//! Trip date tokens such as "September 1st"

use crate::limits::MIN_TRIP_DATE_LEN;
use chrono::Month;
use serde::{Serialize, Serializer};
use std::fmt;

/// Which end of a trip a date belongs to
#[derive(Debug, Clone, Copy, PartialEq, Eq, Hash, Serialize)]
pub enum DateField {
    #[serde(rename = "start_date")]
    Start,
    #[serde(rename = "end_date")]
    End,
}

impl DateField {
    pub fn as_str(&self) -> &'static str {
        match self {
            Self::Start => "start_date",
            Self::End => "end_date",
        }
    }
}

impl fmt::Display for DateField {
    fn fmt(&self, f: &mut fmt::Formatter<'_>) -> fmt::Result {
        f.write_str(self.as_str())
    }
}

/// A validated trip date token.
///
/// The format is a capitalized word, a single space, a day number from 1 to
/// 31 without a leading zero, and a two-letter lowercase suffix. The whole
/// token is at least 7 characters long. The word is not required to be a
/// real month name and the suffix is not checked against the day, so
/// `"Foo 2st"` is accepted while `"september 1st"` is not.
///
/// # Examples
///
/// ```
/// use trailbook_core::TripDate;
///
/// let date = TripDate::parse("September 1st").unwrap();
/// assert_eq!(date.month_name(), "September");
/// assert_eq!(date.day(), 1);
/// assert_eq!(date.suffix(), "st");
///
/// assert!(TripDate::parse("September 1").is_none());
/// assert!(TripDate::parse("2021-09-01").is_none());
/// ```
#[derive(Debug, Clone, PartialEq, Eq, Hash)]
pub struct TripDate {
    raw: String,
    month_len: usize,
    day: u8,
}

impl TripDate {
    /// Parse a date token, returning `None` if it does not match the format.
    pub fn parse(s: &str) -> Option<Self> {
        if s.chars().count() < MIN_TRIP_DATE_LEN {
            return None;
        }

        let (month, rest) = s.split_once(' ')?;

        // Month: one uppercase letter, then lowercase letters
        let mut letters = month.chars();
        let first = letters.next()?;
        if !first.is_ascii_uppercase() || !letters.all(|c| c.is_ascii_lowercase()) {
            return None;
        }

        // Day: 1-31, no leading zero
        let digits_len = rest.bytes().take_while(u8::is_ascii_digit).count();
        let (digits, suffix) = rest.split_at(digits_len);
        if digits.is_empty() || digits.len() > 2 || digits.starts_with('0') {
            return None;
        }
        let day: u8 = digits.parse().ok()?;
        if !(1..=31).contains(&day) {
            return None;
        }

        // Suffix: exactly two lowercase letters
        if suffix.len() != 2 || !suffix.bytes().all(|b| b.is_ascii_lowercase()) {
            return None;
        }

        Some(Self {
            raw: s.to_string(),
            month_len: month.len(),
            day,
        })
    }

    pub fn as_str(&self) -> &str {
        &self.raw
    }

    /// The capitalized word before the day number.
    pub fn month_name(&self) -> &str {
        &self.raw[..self.month_len]
    }

    pub fn day(&self) -> u8 {
        self.day
    }

    /// The two letters after the day number.
    pub fn suffix(&self) -> &str {
        &self.raw[self.raw.len() - 2..]
    }

    /// The calendar month, if the word is an English month name or its
    /// three-letter abbreviation.
    pub fn month(&self) -> Option<Month> {
        self.month_name().parse().ok()
    }
}

impl fmt::Display for TripDate {
    fn fmt(&self, f: &mut fmt::Formatter<'_>) -> fmt::Result {
        f.write_str(&self.raw)
    }
}

impl Serialize for TripDate {
    fn serialize<S: Serializer>(&self, serializer: S) -> Result<S::Ok, S::Error> {
        serializer.serialize_str(&self.raw)
    }
}

#[cfg(test)]
mod tests {
    use super::*;
    use proptest::prelude::*;

    #[test]
    fn test_parse_valid_dates() {
        assert!(TripDate::parse("September 1st").is_some());
        assert!(TripDate::parse("July 23rd").is_some());
        assert!(TripDate::parse("June 5th").is_some());
        assert!(TripDate::parse("May 31st").is_some());
        assert!(TripDate::parse("March 10th").is_some());
    }

    #[test]
    fn test_reject_lowercase_month() {
        assert!(TripDate::parse("september 1st").is_none());
        assert!(TripDate::parse("SEptember 1st").is_none());
    }

    #[test]
    fn test_reject_missing_suffix() {
        assert!(TripDate::parse("September 1").is_none());
        assert!(TripDate::parse("September 1s").is_none());
        assert!(TripDate::parse("September 1stt").is_none());
        assert!(TripDate::parse("September 1ST").is_none());
    }

    #[test]
    fn test_reject_short_and_malformed() {
        assert!(TripDate::parse("Sep").is_none());
        assert!(TripDate::parse("Sept 1").is_none());
        assert!(TripDate::parse("September").is_none());
        assert!(TripDate::parse("2021-09-01").is_none());
        // Matches the pattern but is only 5 characters long
        assert!(TripDate::parse("J 1st").is_none());
        assert!(TripDate::parse("Ju 1st").is_none());
        assert!(TripDate::parse("Jun 1st").is_some());
    }

    #[test]
    fn test_reject_bad_day_numbers() {
        assert!(TripDate::parse("June 0th").is_none());
        assert!(TripDate::parse("June 01st").is_none());
        assert!(TripDate::parse("June 32nd").is_none());
        assert!(TripDate::parse("June 111th").is_none());
        assert!(TripDate::parse("June th").is_none());
    }

    #[test]
    fn test_reject_extra_characters() {
        assert!(TripDate::parse(" June 1st").is_none());
        assert!(TripDate::parse("June 1st ").is_none());
        assert!(TripDate::parse("June  1st").is_none());
        assert!(TripDate::parse("June\t1st").is_none());
        assert!(TripDate::parse("June 1st, 2021").is_none());
    }

    #[test]
    fn test_suffix_not_checked_against_day() {
        let date = TripDate::parse("Foo 2st").unwrap();
        assert_eq!(date.suffix(), "st");
        assert_eq!(date.month(), None);
    }

    #[test]
    fn test_components() {
        let date = TripDate::parse("July 23rd").unwrap();
        assert_eq!(date.month_name(), "July");
        assert_eq!(date.day(), 23);
        assert_eq!(date.suffix(), "rd");
        assert_eq!(date.month(), Some(Month::July));
        assert_eq!(date.to_string(), "July 23rd");
    }

    #[test]
    fn test_serializes_as_string() {
        let date = TripDate::parse("June 1st").unwrap();
        assert_eq!(serde_json::to_string(&date).unwrap(), "\"June 1st\"");
    }

    #[test]
    fn test_field_names() {
        assert_eq!(DateField::Start.to_string(), "start_date");
        assert_eq!(DateField::End.to_string(), "end_date");
    }

    proptest! {
        #[test]
        fn prop_well_formed_tokens_parse(
            month in "[A-Z][a-z]{2,8}",
            day in 1u8..=31,
            suffix in "[a-z]{2}",
        ) {
            let token = format!("{} {}{}", month, day, suffix);
            let date = TripDate::parse(&token).unwrap();
            prop_assert_eq!(date.day(), day);
            prop_assert_eq!(date.month_name(), month.as_str());
        }

        #[test]
        fn prop_numeric_dates_rejected(y in 1900u32..2100, m in 1u32..=12, d in 1u32..=28) {
            let token = format!("{}-{:02}-{:02}", y, m, d);
            prop_assert!(TripDate::parse(&token).is_none());
        }
    }
}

## Task directions
All lines of the entries containing the string "impl" must be shown in full.

## The answer
impl DateField {
impl fmt::Display for DateField {
impl TripDate {
impl fmt::Display for TripDate {
impl Serialize for TripDate {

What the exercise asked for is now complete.